在使用SparkSQL的SQL语句进行聚合后拼接时,需要使用CONCAT_WS进行多字段拼接,再使用COLLECT_SET进行收集,返回一个Array数组的集合。
如:
val imo_type_sql =
"""
|SELECT IMO, MMSI, COLLECT_SET(CONCAT_WS("~",ShipType, count)) as type_count
|FROM agg_table
|GROUP BY IMO, MMSI
""".stripMargin
val imo_type_df: DataFrame = session.sql(imo_type_sql)
imo_type_df.createOrReplaceTempView("all_type_table")
后面进行业务处理,需要在这个数组中选取count次数最多的一个ShipType,故选用Spark的自定义UDF方式进行实现。
session.udf.register("filterType", (arr:Seq[String]) =>{
val map: Map[String, Long] = arr.map {
case type_count_str: String => {
val type_count = type_count_str.split("~")

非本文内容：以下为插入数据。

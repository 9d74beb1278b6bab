//! Contract entity - one scheduled or recorded payment event.
//!
//! Contracts are anonymous append-only rows: there is no identifier, and a
//! row is distinguished only by (company, payment date, amount, position).
//! `year` and `month` are denormalized from `payment_date` at creation time
//! for fast filtering and display.

use serde::{Deserialize, Serialize};

/// A single payment record tied to a company and a calendar month.
#[derive(Clone, Debug, PartialEq, Serialize, Deserialize)]
#[serde(rename_all = "camelCase")]
pub struct Contract {
    /// Company display name
    pub company: String,
    /// Payment month in `YYYY-MM` form
    pub payment_date: String,
    /// Payment amount in dollars, always positive for facade-created rows
    pub amount: f64,
    /// Calendar year, derived from `payment_date`
    pub year: i32,
    /// Full English month name (e.g. "January"), derived from `payment_date`
    pub month: String,
}

/// Inbound fields for creating a contract. `year` and `month` are never
/// accepted from callers; the facade derives them.
#[derive(Clone, Debug, Deserialize)]
#[serde(rename_all = "camelCase")]
pub struct ContractInput {
    /// Company display name
    pub company: String,
    /// Payment month in `YYYY-MM` form
    pub payment_date: String,
    /// Payment amount in dollars
    pub amount: f64,
}
//! License operations - normalization and delegation to the license store,
//! which owns id and timestamp assignment.

use crate::entities::{License, LicenseDraft, LicensePatch};
use crate::errors::{Error, Result};
use crate::store::LicenseStore;
use tracing::info;

fn trimmed(value: String) -> String {
    value.trim().to_string()
}

/// Lists all stored licenses in file order.
pub async fn list_licenses(store: &LicenseStore) -> Result<Vec<License>> {
    store.read_all().await
}

/// Validates that a company is present, trims every field, and delegates to
/// the store. Optional fields default to the empty string.
pub async fn create_license(store: &LicenseStore, draft: LicenseDraft) -> Result<License> {
    let company = draft.company.trim().to_string();
    if company.is_empty() {
        return Err(Error::Validation {
            field: "company",
            message: "Company name is required".to_string(),
        });
    }

    let license = store
        .create(LicenseDraft {
            company,
            agreement_link: trimmed(draft.agreement_link),
            key_account_manager: trimmed(draft.key_account_manager),
            valid_license_id: trimmed(draft.valid_license_id),
            valid_license_statement: trimmed(draft.valid_license_statement),
            first_invoice_date: trimmed(draft.first_invoice_date),
        })
        .await?;

    info!(id = %license.id, company = %license.company, "Added license");
    Ok(license)
}

/// Trims the provided fields and merges them over the stored record.
/// Absent fields are left untouched; `updated_at` is always refreshed.
pub async fn update_license(
    store: &LicenseStore,
    id: &str,
    patch: LicensePatch,
) -> Result<License> {
    let patch = LicensePatch {
        company: patch.company.map(trimmed),
        agreement_link: patch.agreement_link.map(trimmed),
        key_account_manager: patch.key_account_manager.map(trimmed),
        valid_license_id: patch.valid_license_id.map(trimmed),
        valid_license_statement: patch.valid_license_statement.map(trimmed),
        first_invoice_date: patch.first_invoice_date.map(trimmed),
    };

    let license = store.update(id, patch).await?;
    info!(id = %license.id, "Updated license");
    Ok(license)
}

/// Removes the license with the given id.
pub async fn delete_license(store: &LicenseStore, id: &str) -> Result<()> {
    store.delete(id).await?;
    info!(%id, "Deleted license");
    Ok(())
}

val shiptype = type_count(0)
var count = 0L
try {
count = type_count(1).toLong
} catch {
case e: Exception => count = 0L
}
(shiptype, count)
}
}.sortBy(-_._2).toMap
map.head.toString()
})
注: 在进行自定义UDF时,不能使用输入类型是Array,如:
session.udf.register("filterType", (arr:Array[String]) =>{}
使用Array时,会报如下异常:
Caused by: java.lang.ClassCastException: scala.collection.mutable.WrappedArray$ofRef cannot be cast to [Ljava.lang.String;
这是是选用Array的父类,将Array改成Seq就可以传入Array类型,原因是此Array非Scala中的原生Array,而是封装了一下的Array,详细说明:
So it looks like the ArrayType on Dataframe "idDF" is really a WrappedArray and not an Array - So the function call to "filterMapKeysWithSet" failed as it expected an Array but got a WrappedArray/ Seq instead (which doesn't implicitly convert to Array in Scala 2.8 and above). |